**THE PROBLEM:**
Please return the lines of the data that contain "anywhere".
+++ DATA FOR REVIEW +++
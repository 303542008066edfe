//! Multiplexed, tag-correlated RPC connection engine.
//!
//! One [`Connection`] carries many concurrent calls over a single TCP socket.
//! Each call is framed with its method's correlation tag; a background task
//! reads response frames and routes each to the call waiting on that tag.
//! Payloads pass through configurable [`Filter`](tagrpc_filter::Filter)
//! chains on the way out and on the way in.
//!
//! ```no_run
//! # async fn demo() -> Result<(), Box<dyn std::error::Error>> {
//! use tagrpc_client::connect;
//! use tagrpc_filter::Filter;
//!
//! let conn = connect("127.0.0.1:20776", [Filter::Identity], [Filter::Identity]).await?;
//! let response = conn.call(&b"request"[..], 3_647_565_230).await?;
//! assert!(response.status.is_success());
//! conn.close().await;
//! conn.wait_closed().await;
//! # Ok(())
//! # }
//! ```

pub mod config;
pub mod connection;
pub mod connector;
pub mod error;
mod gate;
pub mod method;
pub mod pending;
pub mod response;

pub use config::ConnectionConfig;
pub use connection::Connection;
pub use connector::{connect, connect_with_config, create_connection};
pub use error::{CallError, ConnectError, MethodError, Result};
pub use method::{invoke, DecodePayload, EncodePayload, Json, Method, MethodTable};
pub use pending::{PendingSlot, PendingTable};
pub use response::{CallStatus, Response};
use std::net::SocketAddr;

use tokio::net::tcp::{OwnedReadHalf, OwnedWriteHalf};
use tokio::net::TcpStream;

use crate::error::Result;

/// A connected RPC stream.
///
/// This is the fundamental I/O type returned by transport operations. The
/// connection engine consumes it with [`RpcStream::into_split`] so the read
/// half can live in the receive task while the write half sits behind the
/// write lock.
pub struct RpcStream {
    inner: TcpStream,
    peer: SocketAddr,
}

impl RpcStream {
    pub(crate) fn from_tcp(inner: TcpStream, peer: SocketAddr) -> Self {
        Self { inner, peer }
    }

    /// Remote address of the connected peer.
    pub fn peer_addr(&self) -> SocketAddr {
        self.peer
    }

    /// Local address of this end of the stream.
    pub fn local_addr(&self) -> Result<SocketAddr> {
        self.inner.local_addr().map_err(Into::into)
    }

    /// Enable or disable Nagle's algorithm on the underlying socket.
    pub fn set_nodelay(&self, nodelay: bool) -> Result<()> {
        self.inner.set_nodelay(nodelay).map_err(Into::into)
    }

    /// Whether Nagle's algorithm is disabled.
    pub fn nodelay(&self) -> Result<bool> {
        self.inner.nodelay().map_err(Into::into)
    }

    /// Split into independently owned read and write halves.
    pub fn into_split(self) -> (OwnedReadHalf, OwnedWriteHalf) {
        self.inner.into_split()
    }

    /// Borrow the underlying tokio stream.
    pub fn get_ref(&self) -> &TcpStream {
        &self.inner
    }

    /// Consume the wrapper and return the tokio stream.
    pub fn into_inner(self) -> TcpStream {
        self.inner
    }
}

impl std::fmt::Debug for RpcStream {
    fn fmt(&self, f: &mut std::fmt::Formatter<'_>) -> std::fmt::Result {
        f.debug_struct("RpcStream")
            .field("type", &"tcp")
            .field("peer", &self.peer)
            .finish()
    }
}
+++
+++ DATA FOR REVIEW +++
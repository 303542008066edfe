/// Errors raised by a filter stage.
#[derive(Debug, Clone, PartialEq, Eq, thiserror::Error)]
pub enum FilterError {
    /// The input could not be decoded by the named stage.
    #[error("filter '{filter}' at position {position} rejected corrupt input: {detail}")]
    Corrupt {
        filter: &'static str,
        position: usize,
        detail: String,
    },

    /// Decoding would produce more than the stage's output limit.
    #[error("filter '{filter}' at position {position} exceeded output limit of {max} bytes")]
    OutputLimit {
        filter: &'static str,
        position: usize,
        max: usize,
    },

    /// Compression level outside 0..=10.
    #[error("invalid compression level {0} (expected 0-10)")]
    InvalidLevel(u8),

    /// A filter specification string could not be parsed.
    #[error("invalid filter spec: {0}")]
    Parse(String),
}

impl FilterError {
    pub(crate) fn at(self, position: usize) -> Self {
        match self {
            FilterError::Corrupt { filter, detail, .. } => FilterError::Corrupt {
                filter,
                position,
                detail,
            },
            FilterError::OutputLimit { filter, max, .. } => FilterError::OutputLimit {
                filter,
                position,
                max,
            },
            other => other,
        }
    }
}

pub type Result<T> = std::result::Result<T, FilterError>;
+++
+++ DATA FOR REVIEW +++
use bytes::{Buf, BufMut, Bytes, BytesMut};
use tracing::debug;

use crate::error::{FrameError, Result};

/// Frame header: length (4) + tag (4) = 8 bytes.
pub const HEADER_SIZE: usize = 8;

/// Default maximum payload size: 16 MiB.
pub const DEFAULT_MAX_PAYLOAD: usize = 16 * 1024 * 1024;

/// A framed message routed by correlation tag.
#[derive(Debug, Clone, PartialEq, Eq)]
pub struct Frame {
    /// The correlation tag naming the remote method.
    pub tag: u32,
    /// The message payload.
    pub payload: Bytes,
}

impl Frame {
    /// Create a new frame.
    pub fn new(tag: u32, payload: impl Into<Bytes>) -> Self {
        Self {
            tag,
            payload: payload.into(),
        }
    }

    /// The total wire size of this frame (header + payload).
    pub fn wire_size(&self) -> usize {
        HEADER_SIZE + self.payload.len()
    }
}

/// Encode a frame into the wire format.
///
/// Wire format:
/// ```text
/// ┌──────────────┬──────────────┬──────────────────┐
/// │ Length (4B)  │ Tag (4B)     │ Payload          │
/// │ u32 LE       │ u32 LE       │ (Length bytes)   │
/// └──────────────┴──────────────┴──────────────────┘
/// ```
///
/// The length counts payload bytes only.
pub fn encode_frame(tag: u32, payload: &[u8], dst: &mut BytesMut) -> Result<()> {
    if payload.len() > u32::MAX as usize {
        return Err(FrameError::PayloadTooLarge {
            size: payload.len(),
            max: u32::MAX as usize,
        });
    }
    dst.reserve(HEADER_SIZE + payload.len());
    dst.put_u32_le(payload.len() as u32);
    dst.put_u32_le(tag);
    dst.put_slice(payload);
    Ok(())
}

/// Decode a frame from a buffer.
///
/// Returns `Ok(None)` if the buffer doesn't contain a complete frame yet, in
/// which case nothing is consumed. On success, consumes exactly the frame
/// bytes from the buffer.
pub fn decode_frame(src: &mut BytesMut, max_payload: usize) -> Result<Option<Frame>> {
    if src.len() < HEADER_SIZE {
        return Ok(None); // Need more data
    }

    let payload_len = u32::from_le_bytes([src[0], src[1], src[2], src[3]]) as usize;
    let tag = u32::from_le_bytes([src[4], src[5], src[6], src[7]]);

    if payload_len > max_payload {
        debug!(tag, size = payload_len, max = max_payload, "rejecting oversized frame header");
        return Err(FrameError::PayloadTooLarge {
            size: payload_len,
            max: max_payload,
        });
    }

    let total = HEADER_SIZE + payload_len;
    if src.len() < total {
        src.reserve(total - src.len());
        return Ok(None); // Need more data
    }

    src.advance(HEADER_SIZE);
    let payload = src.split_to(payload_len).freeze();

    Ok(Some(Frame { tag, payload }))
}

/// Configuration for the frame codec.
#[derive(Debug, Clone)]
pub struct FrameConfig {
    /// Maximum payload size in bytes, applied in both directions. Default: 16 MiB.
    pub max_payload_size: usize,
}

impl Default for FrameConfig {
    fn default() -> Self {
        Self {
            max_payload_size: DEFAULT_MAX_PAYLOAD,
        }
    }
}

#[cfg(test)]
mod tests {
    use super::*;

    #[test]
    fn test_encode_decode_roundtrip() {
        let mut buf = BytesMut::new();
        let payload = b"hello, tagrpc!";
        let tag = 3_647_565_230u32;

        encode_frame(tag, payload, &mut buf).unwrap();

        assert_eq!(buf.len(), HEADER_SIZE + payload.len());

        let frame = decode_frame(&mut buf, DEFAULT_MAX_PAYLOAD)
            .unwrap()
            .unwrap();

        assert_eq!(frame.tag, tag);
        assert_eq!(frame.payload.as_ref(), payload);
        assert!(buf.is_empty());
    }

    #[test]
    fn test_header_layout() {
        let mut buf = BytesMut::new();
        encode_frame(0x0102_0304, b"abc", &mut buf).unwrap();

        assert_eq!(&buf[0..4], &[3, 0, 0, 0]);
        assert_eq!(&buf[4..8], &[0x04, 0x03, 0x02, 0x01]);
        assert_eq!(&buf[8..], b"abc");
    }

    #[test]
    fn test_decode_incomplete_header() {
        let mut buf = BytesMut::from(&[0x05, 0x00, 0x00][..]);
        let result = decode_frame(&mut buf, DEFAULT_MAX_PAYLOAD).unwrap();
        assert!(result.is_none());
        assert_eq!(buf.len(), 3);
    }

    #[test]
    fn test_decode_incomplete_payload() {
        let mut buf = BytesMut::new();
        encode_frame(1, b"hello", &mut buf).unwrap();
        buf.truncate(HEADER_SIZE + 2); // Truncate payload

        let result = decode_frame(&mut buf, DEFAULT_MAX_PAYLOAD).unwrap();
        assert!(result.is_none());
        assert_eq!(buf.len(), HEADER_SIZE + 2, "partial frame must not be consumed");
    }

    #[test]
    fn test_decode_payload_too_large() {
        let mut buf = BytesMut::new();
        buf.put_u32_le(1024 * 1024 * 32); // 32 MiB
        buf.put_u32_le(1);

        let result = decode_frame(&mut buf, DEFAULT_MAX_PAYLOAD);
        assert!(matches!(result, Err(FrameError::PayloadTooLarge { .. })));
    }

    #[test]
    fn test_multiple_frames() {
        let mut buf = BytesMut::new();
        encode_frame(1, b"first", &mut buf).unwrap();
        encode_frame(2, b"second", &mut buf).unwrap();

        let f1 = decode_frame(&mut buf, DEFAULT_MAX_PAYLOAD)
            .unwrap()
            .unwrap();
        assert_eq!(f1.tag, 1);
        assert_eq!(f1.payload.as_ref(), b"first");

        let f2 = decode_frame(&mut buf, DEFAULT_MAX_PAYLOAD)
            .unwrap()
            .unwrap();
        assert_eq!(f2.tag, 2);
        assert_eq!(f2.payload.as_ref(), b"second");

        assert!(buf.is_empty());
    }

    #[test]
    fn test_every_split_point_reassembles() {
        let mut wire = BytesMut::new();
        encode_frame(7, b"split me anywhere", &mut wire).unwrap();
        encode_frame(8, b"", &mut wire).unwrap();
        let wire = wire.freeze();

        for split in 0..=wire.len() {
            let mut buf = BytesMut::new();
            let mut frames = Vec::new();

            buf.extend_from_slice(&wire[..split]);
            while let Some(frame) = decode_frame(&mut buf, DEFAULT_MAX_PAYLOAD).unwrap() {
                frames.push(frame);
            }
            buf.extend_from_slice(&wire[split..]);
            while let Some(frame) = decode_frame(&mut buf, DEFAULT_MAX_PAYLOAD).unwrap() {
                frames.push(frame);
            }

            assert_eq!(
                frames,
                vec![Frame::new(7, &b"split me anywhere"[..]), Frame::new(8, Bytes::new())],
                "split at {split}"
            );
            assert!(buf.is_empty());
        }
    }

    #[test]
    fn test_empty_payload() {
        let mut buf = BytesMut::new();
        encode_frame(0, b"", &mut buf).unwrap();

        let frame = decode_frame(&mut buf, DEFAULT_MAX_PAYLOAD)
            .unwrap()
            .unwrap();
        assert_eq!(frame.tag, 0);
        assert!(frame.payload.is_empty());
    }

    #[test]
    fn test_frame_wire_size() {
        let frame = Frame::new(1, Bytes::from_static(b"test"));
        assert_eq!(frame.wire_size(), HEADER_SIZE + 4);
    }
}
+++
**RESULT OF THE EXERCISE:**
        encode_frame(7, b"split me anywhere", &mut wire).unwrap();
                vec![Frame::new(7, &b"split me anywhere"[..]), Frame::new(8, Bytes::new())],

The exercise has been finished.